╭─ Source records
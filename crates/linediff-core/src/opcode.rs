//! Edit opcodes over two line sequences.

use std::fmt;
use std::ops::Range;

use serde::{Deserialize, Serialize};
use similar::{DiffOp, DiffTag};

/// The kind of an edit operation.
#[derive(Clone, Copy, Debug, PartialEq, Eq, Hash, Serialize, Deserialize)]
#[serde(rename_all = "lowercase")]
pub enum Tag {
    /// Lines present unchanged on both sides.
    Equal,
    /// Lines of A replaced by lines of B.
    Replace,
    /// Lines present only in A.
    Delete,
    /// Lines present only in B.
    Insert,
}

impl Tag {
    /// The lowercase wire name of this tag.
    pub fn as_str(&self) -> &'static str {
        match self {
            Self::Equal => "equal",
            Self::Replace => "replace",
            Self::Delete => "delete",
            Self::Insert => "insert",
        }
    }

    /// The tag seen from the other side: `Insert` and `Delete` swap.
    pub fn invert(self) -> Self {
        match self {
            Self::Delete => Self::Insert,
            Self::Insert => Self::Delete,
            other => other,
        }
    }
}

impl fmt::Display for Tag {
    fn fmt(&self, f: &mut fmt::Formatter<'_>) -> fmt::Result {
        f.write_str(self.as_str())
    }
}

/// One edit operation: lines `[i1, i2)` of A correspond to lines
/// `[j1, j2)` of B under `tag`.
#[derive(Clone, Copy, Debug, PartialEq, Eq, Hash, Serialize, Deserialize)]
pub struct Opcode {
    pub tag: Tag,
    pub i1: usize,
    pub i2: usize,
    pub j1: usize,
    pub j2: usize,
}

impl Opcode {
    pub fn new(tag: Tag, i1: usize, i2: usize, j1: usize, j2: usize) -> Self {
        Self { tag, i1, i2, j1, j2 }
    }

    /// Range of lines in A.
    pub fn old_range(&self) -> Range<usize> {
        self.i1..self.i2
    }

    /// Range of lines in B.
    pub fn new_range(&self) -> Range<usize> {
        self.j1..self.j2
    }

    pub fn old_len(&self) -> usize {
        self.i2 - self.i1
    }

    pub fn new_len(&self) -> usize {
        self.j2 - self.j1
    }

    /// The same operation with A and B swapped.
    pub fn invert(&self) -> Self {
        Self {
            tag: self.tag.invert(),
            i1: self.j1,
            i2: self.j2,
            j1: self.i1,
            j2: self.i2,
        }
    }
}

impl From<Opcode> for DiffOp {
    fn from(op: Opcode) -> Self {
        match op.tag {
            Tag::Equal => DiffOp::Equal {
                old_index: op.i1,
                new_index: op.j1,
                len: op.old_len(),
            },
            Tag::Delete => DiffOp::Delete {
                old_index: op.i1,
                old_len: op.old_len(),
                new_index: op.j1,
            },
            Tag::Insert => DiffOp::Insert {
                old_index: op.i1,
                new_index: op.j1,
                new_len: op.new_len(),
            },
            Tag::Replace => DiffOp::Replace {
                old_index: op.i1,
                old_len: op.old_len(),
                new_index: op.j1,
                new_len: op.new_len(),
            },
        }
    }
}

impl From<DiffOp> for Opcode {
    fn from(op: DiffOp) -> Self {
        let (tag, old, new) = op.as_tag_tuple();
        let tag = match tag {
            DiffTag::Equal => Tag::Equal,
            DiffTag::Delete => Tag::Delete,
            DiffTag::Insert => Tag::Insert,
            DiffTag::Replace => Tag::Replace,
        };
        Self::new(tag, old.start, old.end, new.start, new.end)
    }
}

#[cfg(test)]
mod tests {
    use super::*;

    #[test]
    fn tag_names() {
        assert_eq!(Tag::Equal.to_string(), "equal");
        assert_eq!(Tag::Replace.as_str(), "replace");
        assert_eq!(
            serde_json::to_string(&Tag::Insert).unwrap(),
            "\"insert\""
        );
    }

    #[test]
    fn invert_swaps_sides() {
        let op = Opcode::new(Tag::Delete, 2, 5, 3, 3);
        let inv = op.invert();
        assert_eq!(inv, Opcode::new(Tag::Insert, 3, 3, 2, 5));
        assert_eq!(inv.invert(), op);
    }

    #[test]
    fn replace_and_equal_keep_tag_on_invert() {
        assert_eq!(Opcode::new(Tag::Replace, 0, 1, 0, 2).invert().tag, Tag::Replace);
        assert_eq!(Opcode::new(Tag::Equal, 0, 1, 4, 5).invert().tag, Tag::Equal);
    }

    #[test]
    fn converts_through_similar_ops() {
        let ops = [
            Opcode::new(Tag::Equal, 0, 2, 0, 2),
            Opcode::new(Tag::Replace, 2, 3, 2, 4),
            Opcode::new(Tag::Delete, 3, 4, 4, 4),
            Opcode::new(Tag::Insert, 4, 4, 4, 6),
        ];
        for op in ops {
            let diff_op = DiffOp::from(op);
            assert_eq!(diff_op.old_range(), op.old_range());
            assert_eq!(diff_op.new_range(), op.new_range());
            assert_eq!(Opcode::from(diff_op), op);
        }
    }
}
╰─
Required action. From the entries, report each line that includes the word "lowercase".

Exercise solution.
#[serde(rename_all = "lowercase")]
    /// The lowercase wire name of this tag.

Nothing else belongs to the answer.